(ASSIGNMENT):
Examine every line of the listing below. Count those containing "based" and state only the result.

(THE INPUT):
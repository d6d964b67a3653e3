//! A convenience loader for the tab-delimited ingestion format.

use std::collections::HashSet;
use std::io::BufRead;

use crate::error::{Error, Result};
use crate::group::ClusterGroup;

/// How a column is located in the header row: by exact name, or by a
/// 1-based position (so the file need not have a header at all describing
/// those particular columns, as long as the count lines up).
#[derive(Clone, Debug)]
pub enum Column {
    /// Match the header cell with this exact name.
    Name(String),
    /// Use the column at this 1-based position, ignoring the header.
    Position(usize),
}

impl Column {
    fn resolve(&self, header: &[&str], line: u64) -> Result<usize> {
        match self {
            Column::Name(name) => header.iter().position(|cell| cell == name).ok_or_else(|| {
                Error::Parse { line, message: format!("no column named '{}' in header", name) }
            }),
            Column::Position(pos) => {
                if *pos == 0 || *pos > header.len() {
                    return Err(Error::Parse {
                        line,
                        message: format!("column position {} is out of range", pos),
                    });
                }
                Ok(pos - 1)
            }
        }
    }
}

/// Reads the tab-delimited pairwise-similarity format and feeds it into a
/// [`ClusterGroup`].
///
/// The format is a header row followed by one row per similarity, all
/// tab-separated. By default the first three columns carry `id1`, `id2`,
/// and `score`, in that order; [`ClusterReader::with_columns`] overrides
/// which columns to use, by name or by 1-based position.
///
/// In dense mode (the default), the reader tracks how many distinct ids it
/// has seen and how many distinct pairs it has actually been given an edge
/// for, and logs a single warning after the stream is exhausted if those
/// don't reconcile to a complete dense matrix (`n·(n-1)/2` edges for `n`
/// ids). [`ClusterReader::sparse`] disables this bookkeeping for inputs that
/// are expected to omit most pairs.
#[derive(Clone, Debug)]
pub struct ClusterReader {
    id1: Column,
    id2: Column,
    score: Column,
    sparse: bool,
}

impl Default for ClusterReader {
    fn default() -> ClusterReader {
        ClusterReader {
            id1: Column::Position(1),
            id2: Column::Position(2),
            score: Column::Position(3),
            sparse: false,
        }
    }
}

/// What a single [`ClusterReader::read`] call observed about edge density.
///
/// In sparse mode both fields are `None`: the reader does not track ids or
/// pairs seen, so there is nothing to report. This is mainly useful for
/// confirming the dense-mode mismatch warning's trigger condition in tests;
/// ordinary callers can ignore it.
#[derive(Clone, Copy, Debug, Default, Eq, PartialEq)]
pub struct ReadStats {
    /// How many edges a complete dense matrix over the ids seen would need
    /// (`n * (n - 1) / 2`), or `None` in sparse mode.
    pub expected_edges: Option<u64>,
    /// How many distinct pairs were actually ingested, or `None` in sparse
    /// mode.
    pub actual_edges: Option<u64>,
}

impl ClusterReader {
    /// Create a reader using the default column positions (1, 2, 3) and
    /// dense-mode bookkeeping.
    pub fn new() -> ClusterReader {
        ClusterReader::default()
    }

    /// Override which columns carry `id1`, `id2`, and `score`.
    pub fn with_columns(mut self, id1: Column, id2: Column, score: Column) -> ClusterReader {
        self.id1 = id1;
        self.id2 = id2;
        self.score = score;
        self
    }

    /// Disable dense-mode expected-vs-actual edge count bookkeeping.
    ///
    /// Use this when the input is known to be a sparse subset of all
    /// possible pairs; otherwise the reader logs a spurious mismatch
    /// warning for every such input.
    pub fn sparse(mut self, sparse: bool) -> ClusterReader {
        self.sparse = sparse;
        self
    }

    /// Read every row from `input` and feed it to `group` via
    /// [`ClusterGroup::add_sim`].
    ///
    /// Returns an error on the first malformed row or I/O failure,
    /// identifying the 1-based line number. No partial `add_sim` call is
    /// made for a row that fails to parse. On success, returns the
    /// dense-mode edge-count bookkeeping described on [`ReadStats`].
    pub fn read<R: BufRead>(&self, input: R, group: &mut ClusterGroup) -> Result<ReadStats> {
        let mut lines = input.lines();

        let header_line = lines.next().ok_or_else(|| Error::Parse {
            line: 1,
            message: "input is empty; expected a header row".to_string(),
        })??;
        let header: Vec<&str> = header_line.split('\t').collect();

        let id1_idx = self.id1.resolve(&header, 1)?;
        let id2_idx = self.id2.resolve(&header, 1)?;
        let score_idx = self.score.resolve(&header, 1)?;
        let min_columns = [id1_idx, id2_idx, score_idx].iter().max().copied().unwrap_or(0) + 1;

        let mut ids: HashSet<String> = HashSet::new();
        let mut pairs_seen: HashSet<(String, String)> = HashSet::new();

        for (offset, line) in lines.enumerate() {
            let line_no = offset as u64 + 2;
            let line = line?;
            let fields: Vec<&str> = line.split('\t').collect();
            if fields.len() < min_columns {
                return Err(Error::Parse {
                    line: line_no,
                    message: format!(
                        "expected at least {} tab-separated fields, found {}",
                        min_columns,
                        fields.len()
                    ),
                });
            }

            let id1 = fields[id1_idx];
            let id2 = fields[id2_idx];
            let score: f64 = fields[score_idx].trim().parse().map_err(|_| Error::Parse {
                line: line_no,
                message: format!("could not parse '{}' as a score", fields[score_idx]),
            })?;

            if !self.sparse {
                ids.insert(id1.to_string());
                ids.insert(id2.to_string());
                let pair = if id1 <= id2 {
                    (id1.to_string(), id2.to_string())
                } else {
                    (id2.to_string(), id1.to_string())
                };
                pairs_seen.insert(pair);
            }

            group.add_sim(id1, id2, score);
        }

        if self.sparse {
            return Ok(ReadStats::default());
        }

        let n = ids.len() as u64;
        let expected = n.saturating_mul(n.saturating_sub(1)) / 2;
        let actual = pairs_seen.len() as u64;
        if expected != actual {
            log::warn!(
                "dense-mode edge count mismatch: expected {} edges for {} ids, saw {}",
                expected,
                n,
                actual
            );
        }

        Ok(ReadStats { expected_edges: Some(expected), actual_edges: Some(actual) })
    }
}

(TASK RESPONSE):
4